**Stored data**
//! Operation pipeline resolution.
//!
//! A pipeline starts at a named output handle of a policy or transition and
//! follows one `OPERATION` successor per step through the `output` handle.

use std::collections::HashSet;

use tracing::{debug, warn};

use crate::error::PolicyCheckError;
use crate::parse::graph::PolicyGraph;
use crate::parse::types::{OperationData, PolicyNode, handles};
use crate::policy::types::PolicyOperation;

use super::DryRunResult;
use super::transform::{TRANSFORM_FUNCTION_ID, resolve_transform};

/// Resolve the operation chain leaving `source` through `handle`.
///
/// An unconnected handle is an empty pipeline. Every operation is resolved
/// even after one fails, so the result lists all problems of the chain.
pub fn resolve_pipeline(
    source: &PolicyNode,
    handle: &str,
    graph: &PolicyGraph,
) -> Vec<DryRunResult<PolicyOperation>> {
    let mut results = Vec::new();
    let mut visited = HashSet::new();
    let mut terminal: Option<&PolicyNode> = None;
    let mut next = next_operation(graph, source, handle);

    while let Some((node, operation)) = next {
        if !visited.insert(node.id()) {
            warn!(node = node.id(), "Pipeline loops back on itself; stopping");
            break;
        }

        match terminal {
            Some(last) => results.push(DryRunResult::failure(
                node,
                PolicyCheckError::cardinality(node, last).with_detail(format!(
                    "Operation '{}' follows the terminal operation '{}'",
                    node.id(),
                    last.id()
                )),
            )),
            None => results.extend(resolve_operation(node, operation, graph)),
        }

        if terminal.is_none() && is_terminal(operation, graph) {
            terminal = Some(node);
        }
        next = next_operation(graph, node, handles::OUTPUT);
    }

    debug!(
        source = source.id(),
        handle,
        operations = results.len(),
        "Resolved pipeline"
    );
    results
}

fn next_operation<'a>(
    graph: &PolicyGraph<'a>,
    node: &PolicyNode,
    handle: &str,
) -> Option<(&'a PolicyNode, &'a OperationData)> {
    let mut successors = graph
        .outgoers(node.id(), Some(handle))
        .into_iter()
        .filter_map(|n| n.as_operation().map(|op| (n, op)));

    let first = successors.next();
    if successors.next().is_some() {
        debug!(
            node = node.id(),
            handle, "Pipeline branches; following the first edge only"
        );
    }
    first
}

fn is_terminal(operation: &OperationData, graph: &PolicyGraph) -> bool {
    operation.is_terminal.unwrap_or_else(|| {
        operation
            .function_id
            .as_deref()
            .and_then(|id| graph.function(id))
            .is_some_and(|f| f.metadata.is_terminal)
    })
}

/// A single operation node. Transform operations expand into several steps.
pub fn resolve_operation(
    node: &PolicyNode,
    operation: &OperationData,
    graph: &PolicyGraph,
) -> Vec<DryRunResult<PolicyOperation>> {
    let function_id = match operation.function_id.as_deref().map(str::trim) {
        Some(id) if !id.is_empty() => id,
        _ => {
            return vec![DryRunResult::failure(
                node,
                PolicyCheckError::not_configured(node, "Operation has no function selected"),
            )];
        }
    };

    if function_id == TRANSFORM_FUNCTION_ID {
        return resolve_transform(node, operation, graph);
    }

    let catalog = &graph.state().functions;
    if !catalog.is_empty() && graph.function(function_id).is_none() {
        return vec![DryRunResult::failure(
            node,
            PolicyCheckError::not_configured(
                node,
                format!("Function '{}' is not offered by the gateway", function_id),
            ),
        )];
    }

    vec![DryRunResult::success(
        node,
        PolicyOperation {
            id: node.id().to_string(),
            function_id: function_id.to_string(),
            arguments: operation.form_data.clone(),
        },
    )]
}
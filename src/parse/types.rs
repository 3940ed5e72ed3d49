//! Rust types mirroring the policy designer's graph snapshot.
//!
//! These types are the serde target for the designer's workspace JSON.
//! SYNC NOTE: When a node type or its data shape changes in the designer,
//! also review the resolvers in `resolve/` and the dispatch in `compile/`.

use serde::de::Error as _;
use serde::{Deserialize, Deserializer, Serialize, Serializer};
use serde_json::{Map, Value};

use crate::policy::fsm::BehaviorPolicyType;

// =============================================================================
// WORKSPACE SNAPSHOT
// =============================================================================

/// Read-only snapshot of the designer canvas.
#[derive(Debug, Clone, Default, Serialize, Deserialize)]
pub struct WorkspaceState {
    pub nodes: Vec<PolicyNode>,
    pub edges: Vec<PolicyEdge>,
    #[serde(default)]
    pub functions: Vec<FunctionSpec>,
}

impl WorkspaceState {
    pub fn node(&self, id: &str) -> Option<&PolicyNode> {
        self.nodes.iter().find(|n| n.id() == id)
    }

    pub fn function(&self, function_id: &str) -> Option<&FunctionSpec> {
        self.functions.iter().find(|f| f.function_id == function_id)
    }
}

#[derive(Debug, Clone, PartialEq, Eq, Serialize, Deserialize)]
#[serde(rename_all = "camelCase")]
pub struct PolicyEdge {
    pub id: String,
    pub source: String,
    pub target: String,
    #[serde(default)]
    pub source_handle: Option<String>,
    #[serde(default)]
    pub target_handle: Option<String>,
}

/// Catalog entry describing a pipeline function offered by the gateway.
#[derive(Debug, Clone, Serialize, Deserialize)]
#[serde(rename_all = "camelCase")]
pub struct FunctionSpec {
    pub function_id: String,
    #[serde(default)]
    pub metadata: FunctionMetadata,
    /// JSON schema of the function arguments, as published by the gateway.
    #[serde(default)]
    pub schema: Option<Value>,
}

#[derive(Debug, Clone, Default, Serialize, Deserialize)]
#[serde(rename_all = "camelCase")]
pub struct FunctionMetadata {
    #[serde(default)]
    pub is_terminal: bool,
    #[serde(default)]
    pub is_data_only: bool,
    #[serde(default)]
    pub has_arguments: bool,
}

#[derive(Debug, Clone, PartialEq, Serialize, Deserialize)]
pub struct Position {
    pub x: f64,
    pub y: f64,
}

// =============================================================================
// HANDLES
// =============================================================================

/// Port names used on `sourceHandle` / `targetHandle`.
pub mod handles {
    pub const TOPIC_FILTER: &str = "topicFilter";
    pub const CLIENT_FILTER: &str = "clientFilter";
    pub const VALIDATION: &str = "validation";
    pub const ON_SUCCESS: &str = "onSuccess";
    pub const ON_ERROR: &str = "onError";
    pub const TRANSITIONS: &str = "transitions";
    pub const INPUT: &str = "input";
    pub const OUTPUT: &str = "output";
    pub const FUNCTION: &str = "function";
    pub const SERIALISER: &str = "serialiser";
    pub const DESERIALISER: &str = "deserialiser";
}

// =============================================================================
// POLICY NODE: tagged union over the designer's node types
// =============================================================================

/// A node of the designer canvas.
///
/// Tags this crate does not know deserialize into `Unknown` rather than
/// failing the whole snapshot; resolvers never match them and compiling one
/// is rejected as an unsupported policy type.
#[derive(Debug, Clone, PartialEq, Serialize, Deserialize)]
#[serde(tag = "type", remote = "Self")]
pub enum PolicyNode {
    #[serde(rename = "TOPIC_FILTER")]
    TopicFilter(NodeBase<TopicFilterData>),
    #[serde(rename = "CLIENT_FILTER")]
    ClientFilter(NodeBase<ClientFilterData>),
    #[serde(rename = "DATA_POLICY")]
    DataPolicy(NodeBase<DataPolicyData>),
    #[serde(rename = "BEHAVIOR_POLICY")]
    BehaviorPolicy(NodeBase<BehaviorPolicyData>),
    #[serde(rename = "VALIDATOR")]
    Validator(NodeBase<ValidatorData>),
    #[serde(rename = "SCHEMA")]
    Schema(NodeBase<SchemaData>),
    #[serde(rename = "OPERATION")]
    Operation(NodeBase<OperationData>),
    #[serde(rename = "TRANSITION")]
    Transition(NodeBase<TransitionData>),
    #[serde(rename = "FUNCTION")]
    Function(NodeBase<FunctionData>),
    #[serde(skip)]
    Unknown(UnknownNode),
}

/// Tags with a typed variant in `PolicyNode`.
pub const NODE_TYPES: [&str; 9] = [
    "TOPIC_FILTER",
    "CLIENT_FILTER",
    "DATA_POLICY",
    "BEHAVIOR_POLICY",
    "VALIDATOR",
    "SCHEMA",
    "OPERATION",
    "TRANSITION",
    "FUNCTION",
];

/// A node whose tag is not in `NODE_TYPES`, kept verbatim.
#[derive(Debug, Clone, PartialEq, Serialize, Deserialize)]
pub struct UnknownNode {
    pub id: String,
    #[serde(rename = "type")]
    pub node_type: String,
    #[serde(flatten)]
    pub rest: Map<String, Value>,
}

impl Serialize for PolicyNode {
    fn serialize<S: Serializer>(&self, serializer: S) -> Result<S::Ok, S::Error> {
        match self {
            PolicyNode::Unknown(node) => node.serialize(serializer),
            _ => PolicyNode::serialize(self, serializer),
        }
    }
}

impl<'de> Deserialize<'de> for PolicyNode {
    fn deserialize<D: Deserializer<'de>>(deserializer: D) -> Result<Self, D::Error> {
        let value = Value::deserialize(deserializer)?;
        let known = value
            .get("type")
            .and_then(Value::as_str)
            .is_some_and(|tag| NODE_TYPES.contains(&tag));

        if known {
            PolicyNode::deserialize(value).map_err(D::Error::custom)
        } else {
            UnknownNode::deserialize(value)
                .map(PolicyNode::Unknown)
                .map_err(D::Error::custom)
        }
    }
}

#[derive(Debug, Clone, PartialEq, Serialize, Deserialize)]
pub struct NodeBase<D> {
    pub id: String,
    #[serde(default, skip_serializing_if = "Option::is_none")]
    pub position: Option<Position>,
    pub data: D,
}

impl<D> NodeBase<D> {
    pub fn new(id: impl Into<String>, data: D) -> Self {
        NodeBase {
            id: id.into(),
            position: None,
            data,
        }
    }
}

impl PolicyNode {
    pub fn id(&self) -> &str {
        match self {
            PolicyNode::TopicFilter(n) => &n.id,
            PolicyNode::ClientFilter(n) => &n.id,
            PolicyNode::DataPolicy(n) => &n.id,
            PolicyNode::BehaviorPolicy(n) => &n.id,
            PolicyNode::Validator(n) => &n.id,
            PolicyNode::Schema(n) => &n.id,
            PolicyNode::Operation(n) => &n.id,
            PolicyNode::Transition(n) => &n.id,
            PolicyNode::Function(n) => &n.id,
            PolicyNode::Unknown(n) => &n.id,
        }
    }

    pub fn node_type(&self) -> &str {
        match self {
            PolicyNode::TopicFilter(_) => "TOPIC_FILTER",
            PolicyNode::ClientFilter(_) => "CLIENT_FILTER",
            PolicyNode::DataPolicy(_) => "DATA_POLICY",
            PolicyNode::BehaviorPolicy(_) => "BEHAVIOR_POLICY",
            PolicyNode::Validator(_) => "VALIDATOR",
            PolicyNode::Schema(_) => "SCHEMA",
            PolicyNode::Operation(_) => "OPERATION",
            PolicyNode::Transition(_) => "TRANSITION",
            PolicyNode::Function(_) => "FUNCTION",
            PolicyNode::Unknown(n) => &n.node_type,
        }
    }

    /// Policy containers bound a sub-flow: each owns the nodes wired to it.
    pub fn is_policy(&self) -> bool {
        matches!(
            self,
            PolicyNode::DataPolicy(_) | PolicyNode::BehaviorPolicy(_)
        )
    }

    pub fn as_topic_filter(&self) -> Option<&TopicFilterData> {
        match self {
            PolicyNode::TopicFilter(n) => Some(&n.data),
            _ => None,
        }
    }

    pub fn as_client_filter(&self) -> Option<&ClientFilterData> {
        match self {
            PolicyNode::ClientFilter(n) => Some(&n.data),
            _ => None,
        }
    }

    pub fn as_validator(&self) -> Option<&ValidatorData> {
        match self {
            PolicyNode::Validator(n) => Some(&n.data),
            _ => None,
        }
    }

    pub fn as_schema(&self) -> Option<&SchemaData> {
        match self {
            PolicyNode::Schema(n) => Some(&n.data),
            _ => None,
        }
    }

    pub fn as_operation(&self) -> Option<&OperationData> {
        match self {
            PolicyNode::Operation(n) => Some(&n.data),
            _ => None,
        }
    }

    pub fn as_transition(&self) -> Option<&TransitionData> {
        match self {
            PolicyNode::Transition(n) => Some(&n.data),
            _ => None,
        }
    }

    pub fn as_function(&self) -> Option<&FunctionData> {
        match self {
            PolicyNode::Function(n) => Some(&n.data),
            _ => None,
        }
    }
}

// =============================================================================
// NODE DATA
// =============================================================================

#[derive(Debug, Clone, Default, PartialEq, Serialize, Deserialize)]
pub struct TopicFilterData {
    #[serde(default)]
    pub topics: Vec<String>,
}

#[derive(Debug, Clone, Default, PartialEq, Serialize, Deserialize)]
pub struct ClientFilterData {
    #[serde(default)]
    pub clients: Vec<String>,
}

#[derive(Debug, Clone, Default, PartialEq, Serialize, Deserialize)]
pub struct DataPolicyData {
    /// Policy id on the gateway. The node id is used when absent.
    #[serde(default)]
    pub id: Option<String>,
}

#[derive(Debug, Clone, PartialEq, Serialize, Deserialize)]
pub struct BehaviorPolicyData {
    #[serde(default)]
    pub id: Option<String>,
    pub model: BehaviorPolicyType,
    #[serde(default)]
    pub arguments: Map<String, Value>,
}

#[derive(Debug, Clone, Copy, PartialEq, Eq, Serialize, Deserialize)]
pub enum ValidatorType {
    #[serde(rename = "SCHEMA")]
    Schema,
}

#[derive(Debug, Clone, Copy, PartialEq, Eq, Serialize, Deserialize)]
#[serde(rename_all = "SCREAMING_SNAKE_CASE")]
pub enum ValidationStrategy {
    AllOf,
    AnyOf,
}

#[derive(Debug, Clone, PartialEq, Serialize, Deserialize)]
pub struct ValidatorData {
    #[serde(rename = "type")]
    pub validator_type: ValidatorType,
    pub strategy: ValidationStrategy,
}

#[derive(Debug, Clone, Copy, PartialEq, Eq, Serialize, Deserialize)]
#[serde(rename_all = "UPPERCASE")]
pub enum SchemaType {
    Json,
    Protobuf,
}

#[derive(Debug, Clone, PartialEq, Serialize, Deserialize)]
#[serde(rename_all = "camelCase")]
pub struct SchemaData {
    pub id: String,
    pub version: String,
    #[serde(rename = "type")]
    pub schema_type: SchemaType,
    #[serde(default)]
    pub schema_source: Option<String>,
    #[serde(default)]
    pub message_type: Option<String>,
}

#[derive(Debug, Clone, Default, PartialEq, Serialize, Deserialize)]
#[serde(rename_all = "camelCase")]
pub struct OperationData {
    #[serde(default)]
    pub function_id: Option<String>,
    #[serde(default)]
    pub form_data: Map<String, Value>,
    #[serde(default)]
    pub is_terminal: Option<bool>,
}

#[derive(Debug, Clone, Default, PartialEq, Serialize, Deserialize)]
pub struct TransitionData {
    #[serde(default)]
    pub event: Option<String>,
    #[serde(default)]
    pub from: Option<String>,
    #[serde(default)]
    pub to: Option<String>,
    /// Behavior model the transition was authored for.
    #[serde(rename = "type", default)]
    pub model: Option<BehaviorPolicyType>,
}

#[derive(Debug, Clone, Copy, PartialEq, Eq, Serialize, Deserialize)]
pub enum ScriptLanguage {
    Javascript,
}

#[derive(Debug, Clone, PartialEq, Serialize, Deserialize)]
#[serde(rename_all = "camelCase")]
pub struct FunctionData {
    pub name: String,
    #[serde(default)]
    pub version: Option<u32>,
    #[serde(rename = "type")]
    pub language: ScriptLanguage,
    #[serde(default)]
    pub source_code: String,
}
//! Compile phase: assemble resolver branches into a policy.
//!
//! Compilers never stop at the first failing branch. All branch results are
//! kept so a single pass reports every problem in the graph.

pub mod behavior_policy;
pub mod data_policy;

use serde::Serialize;
use tracing::debug;

use crate::error::{PolicyCheckError, PolicyError};
use crate::parse::graph::PolicyGraph;
use crate::parse::types::{PolicyNode, WorkspaceState};
use crate::policy::types::CompiledPolicy;
use crate::resolve::{DryRunResult, PolicyPayload, collect_errors};

pub use behavior_policy::compile_behavior_policy;
pub use data_policy::compile_data_policy;

/// Every branch result of one policy, the policy's own result last.
#[derive(Debug, Clone, Serialize)]
pub struct PolicyCompilation {
    pub results: Vec<DryRunResult<PolicyPayload>>,
    /// Present only when no branch reported an error.
    pub policy: Option<CompiledPolicy>,
}

impl PolicyCompilation {
    pub fn errors(&self) -> Vec<PolicyCheckError> {
        collect_errors(&self.results)
    }

    pub fn is_valid(&self) -> bool {
        self.policy.is_some()
    }
}

/// Dispatch on the node type. Only policy nodes can be compiled.
pub fn compile_policy(
    node: &PolicyNode,
    graph: &PolicyGraph,
) -> Result<PolicyCompilation, PolicyError> {
    let compilation = match node {
        PolicyNode::DataPolicy(p) => compile_data_policy(node, &p.data, graph),
        PolicyNode::BehaviorPolicy(p) => compile_behavior_policy(node, &p.data, graph),
        PolicyNode::TopicFilter(_)
        | PolicyNode::ClientFilter(_)
        | PolicyNode::Validator(_)
        | PolicyNode::Schema(_)
        | PolicyNode::Operation(_)
        | PolicyNode::Transition(_)
        | PolicyNode::Function(_)
        | PolicyNode::Unknown(_) => {
            return Err(PolicyError::UnsupportedPolicyType(
                node.node_type().to_string(),
            ));
        }
    };

    debug!(
        policy = node.id(),
        results = compilation.results.len(),
        valid = compilation.is_valid(),
        "Compiled policy"
    );
    Ok(compilation)
}

/// Look the node up by id in `state` and compile it.
pub fn compile_policy_by_id(
    state: &WorkspaceState,
    node_id: &str,
) -> Result<PolicyCompilation, PolicyError> {
    let graph = PolicyGraph::build(state);
    let node = graph
        .node(node_id)
        .ok_or_else(|| PolicyError::NodeNotFound(node_id.to_string()))?;
    compile_policy(node, &graph)
}

/// Policy id on the gateway: the configured one, else the node id.
pub(crate) fn policy_id(configured: Option<&str>, node: &PolicyNode) -> String {
    configured
        .map(str::trim)
        .filter(|id| !id.is_empty())
        .unwrap_or(node.id())
        .to_string()
}
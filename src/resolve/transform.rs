//! `DataHub.transform` expansion.
//!
//! A transform operation is wired to a deserialiser schema, a serialiser
//! schema and one or more function scripts. It compiles to
//! `Serdes.deserialize`, one `fn:<name>:latest` step per script, then
//! `Serdes.serialize`.

use serde_json::{Map, Value, json};

use crate::error::PolicyCheckError;
use crate::parse::graph::PolicyGraph;
use crate::parse::types::{FunctionData, OperationData, PolicyNode, SchemaData, handles};
use crate::policy::types::{PolicyOperation, PolicyScript};

use super::validator::resolve_schema;
use super::{DryRunResult, PolicyPayload};

pub const TRANSFORM_FUNCTION_ID: &str = "DataHub.transform";
pub const DESERIALIZE_FUNCTION_ID: &str = "Serdes.deserialize";
pub const SERIALIZE_FUNCTION_ID: &str = "Serdes.serialize";

pub fn resolve_transform(
    node: &PolicyNode,
    operation: &OperationData,
    graph: &PolicyGraph,
) -> Vec<DryRunResult<PolicyOperation>> {
    let schema_on = |handle: &str| {
        graph
            .incomers(node.id(), Some(handle))
            .into_iter()
            .find_map(|n| n.as_schema().map(|s| (n, s)))
    };
    let deserialiser = schema_on(handles::DESERIALISER);
    let serialiser = schema_on(handles::SERIALISER);
    let scripts: Vec<(&PolicyNode, &FunctionData)> = graph
        .incomers(node.id(), Some(handles::FUNCTION))
        .into_iter()
        .filter_map(|n| n.as_function().map(|f| (n, f)))
        .collect();

    let mut errors = Vec::new();
    if deserialiser.is_none() {
        errors.push(PolicyCheckError::not_connected(
            node,
            "SCHEMA",
            Some(handles::DESERIALISER),
        ));
    }
    if scripts.is_empty() {
        errors.push(PolicyCheckError::not_connected(
            node,
            "FUNCTION",
            Some(handles::FUNCTION),
        ));
    }
    if serialiser.is_none() {
        errors.push(PolicyCheckError::not_connected(
            node,
            "SCHEMA",
            Some(handles::SERIALISER),
        ));
    }

    let (Some(deserialiser), Some(serialiser), false) = (deserialiser, serialiser, scripts.is_empty())
    else {
        return errors
            .into_iter()
            .map(|e| DryRunResult::failure(node, e))
            .collect();
    };

    let mut steps = Vec::with_capacity(scripts.len() + 2);
    steps.push(serdes_step(
        node,
        DESERIALIZE_FUNCTION_ID,
        "deserializer",
        deserialiser,
    ));
    for (script_node, script) in &scripts {
        steps.push(
            DryRunResult::success(
                node,
                PolicyOperation {
                    id: format!("{}-{}", node.id(), script.name),
                    function_id: format!("fn:{}:latest", script.name),
                    arguments: operation.form_data.clone(),
                },
            )
            .with_resources(vec![resolve_script(script_node, script).map(PolicyPayload::Script)]),
        );
    }
    steps.push(serdes_step(
        node,
        SERIALIZE_FUNCTION_ID,
        "serializer",
        serialiser,
    ));
    steps
}

fn serdes_step(
    node: &PolicyNode,
    function_id: &str,
    suffix: &str,
    (schema_node, schema): (&PolicyNode, &SchemaData),
) -> DryRunResult<PolicyOperation> {
    let mut arguments = Map::new();
    arguments.insert("schemaId".into(), Value::String(schema.id.clone()));
    arguments.insert("schemaVersion".into(), json!(schema.version));

    DryRunResult::success(
        node,
        PolicyOperation {
            id: format!("{}-{}", node.id(), suffix),
            function_id: function_id.to_string(),
            arguments,
        },
    )
    .with_resources(vec![resolve_schema(schema_node, schema).map(PolicyPayload::Schema)])
}

pub fn resolve_script(node: &PolicyNode, script: &FunctionData) -> DryRunResult<PolicyScript> {
    if script.name.trim().is_empty() {
        return DryRunResult::failure(
            node,
            PolicyCheckError::not_configured(node, "Function script has no name"),
        );
    }

    DryRunResult::success(
        node,
        PolicyScript {
            id: script.name.clone(),
            version: script.version,
            function_type: script.language,
            source: script.source_code.clone(),
        },
    )
}
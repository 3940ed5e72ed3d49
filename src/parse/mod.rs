//! Parse phase: JSON → Rust types + graph index.

pub mod graph;
pub mod types;

pub use graph::{PolicyGraph, SubFlow};
pub use types::*;

use crate::error::PolicyError;

/// Deserialize a workspace JSON string into a `WorkspaceState`.
pub fn parse(json: &str) -> Result<WorkspaceState, PolicyError> {
    Ok(serde_json::from_str::<WorkspaceState>(json)?)
}
//! `DATA_POLICY` compiler.

use crate::parse::graph::PolicyGraph;
use crate::parse::types::{DataPolicyData, PolicyNode, handles};
use crate::policy::types::{
    CompiledPolicy, DataPolicy, DataPolicyMatching, DataPolicyValidation, PolicyAction,
    PolicyOperation,
};
use crate::resolve::filter::resolve_topic_filter;
use crate::resolve::pipeline::resolve_pipeline;
use crate::resolve::validator::resolve_validators;
use crate::resolve::{DryRunResult, PolicyPayload, collect_errors, values};

use super::{PolicyCompilation, policy_id};

/// Filter, validators, `onSuccess` and `onError` pipelines, then the policy.
pub fn compile_data_policy(
    node: &PolicyNode,
    data: &DataPolicyData,
    graph: &PolicyGraph,
) -> PolicyCompilation {
    let filter = resolve_topic_filter(node, graph);
    let validators = resolve_validators(node, graph);
    let on_success = resolve_pipeline(node, handles::ON_SUCCESS, graph);
    let on_error = resolve_pipeline(node, handles::ON_ERROR, graph);

    let mut results: Vec<DryRunResult<PolicyPayload>> = Vec::new();
    results.push(filter.clone().map(PolicyPayload::TopicFilter));
    results.extend(validators.iter().cloned().map(|v| {
        v.map(PolicyPayload::Validator)
            .map_resources(PolicyPayload::Schema)
    }));
    results.extend(operations(&on_success));
    results.extend(operations(&on_error));

    let policy = match (&filter.data, collect_errors(&results).is_empty()) {
        (Some(topic_filter), true) => Some(DataPolicy {
            id: policy_id(data.id.as_deref(), node),
            matching: DataPolicyMatching {
                topic_filter: topic_filter.clone(),
            },
            validation: DataPolicyValidation {
                validators: values(&validators),
            },
            on_success: action(&on_success),
            on_error: action(&on_error),
        }),
        _ => None,
    };

    results.push(match &policy {
        Some(p) => DryRunResult::success(node, PolicyPayload::DataPolicy(p.clone())),
        None => DryRunResult::incomplete(node),
    });

    PolicyCompilation {
        results,
        policy: policy.map(CompiledPolicy::Data),
    }
}

fn operations(
    pipeline: &[DryRunResult<PolicyOperation>],
) -> impl Iterator<Item = DryRunResult<PolicyPayload>> + '_ {
    pipeline
        .iter()
        .cloned()
        .map(|op| op.map(PolicyPayload::Operation))
}

fn action(pipeline: &[DryRunResult<PolicyOperation>]) -> Option<PolicyAction> {
    let operations = values(pipeline);
    (!operations.is_empty()).then_some(PolicyAction {
        pipeline: operations,
    })
}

**Aim of the exercise**
Pick each line holding the word "impl" out of the data and copy it.

**Your solution**
impl WorkspaceState {
impl Serialize for PolicyNode {
impl<'de> Deserialize<'de> for PolicyNode {
impl<D> NodeBase<D> {
    pub fn new(id: impl Into<String>, data: D) -> Self {
impl PolicyNode {
impl PolicyCompilation {
) -> impl Iterator<Item = DryRunResult<PolicyPayload>> + '_ {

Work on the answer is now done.